Bis zu 40% Ersparnis beim neuen Stromanbieter

 
Stromanbieter im Vergleich

Verbraucherportale raten alle zum Wechsel vom Stromanbieter, da von teuren zu günstigen Tarifen durchaus 40% der Kosten gespart werden können. Wenn die Auswertung einer Vergleichsseite für Stromanbieter mit Vertragszeichnung zusammen keine Stunde dauert und die Kosten z.B. von 1000 auf nur 600 Euro für ein Jahr reduziert werden können, dann ist das für die meisten die best bezahlte Arbeitsstunde im ganzen Jahr. Selbst bei einer Ersparnis von nur 50 Euro hat sich der Anbieterwechsel bereits gelohnt, da es keinen Qualitätsverlust gibt, da Strom immer Strom ist.

Es stellt sich natürlich die Frage, ob Ökosstromanbieter bevorzugt werden, um die Energiewende zu unterstützen. Wäre der Ökoanbieter nicht teurer oder nicht wesentlich teurer, dann sollte der Vertrag bei ihm gezeichnet werden, da die Energiewende den Klimawandel vielleicht nicht aufhalten wird, sie wird jedoch die Absprungphase zu fossilen Energieträgern vereinfachen und ist dann ein enormer wirtschaftlicher Vorteil gegenüber Ländern, die noch keine grüne Energiegewinnung etabliert haben.

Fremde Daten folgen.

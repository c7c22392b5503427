//! Booking-curve ingestion for the forecasting pipeline.
//!
//! This crate provides:
//! - CSV reading with schema checks and CSV export of forecast tables
//! - Normalization of raw rows into typed observations
//! - Flight-curve grouping and final-demand resolution

pub mod csv_storage;
pub mod models;
pub mod normalizer;
pub mod resolver;

pub use csv_storage::CsvStorage;
pub use models::{required_columns, BookingRecord};
pub use normalizer::{BookingNormalizer, NormalizedBatch};
pub use resolver::{group_curves, FinalDemandResolver, FlightCurve};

Sind die Angebote der Stromanbieter seriös?

Es gibt natürlich auch trickreiche Stromanbieter, die Kautionen und jährliche Vorzahlungen fordern. Diese Anbieter sollten strickt gemieden werden. Gehen sie in die Insolvenz, dann ist dieses Geld praktisch zum Großteil unwiderruflich weg und das wenige, was vielleicht doch wieder kommt, lässt Jahre auf sich warten. Insolvenzen abzuwickeln kann Jahre dauern. Bei monatlichen Abschlägen wäre eine Insolvenz vom Anbieter jedoch wenig schlimm, da direkt eine Notversorgung einsetzt und man genügend Zeit hat, um einen neuen Vertrag zu zeichnen. Ein Ködertrick der Energieanbieter ist der einmalige Wechselbonus, der mit dem ersten abgeschlossenen Vertragsjahr verrechnet wird. Bei einer Insolvenz wäre auch dieser Bonus weg.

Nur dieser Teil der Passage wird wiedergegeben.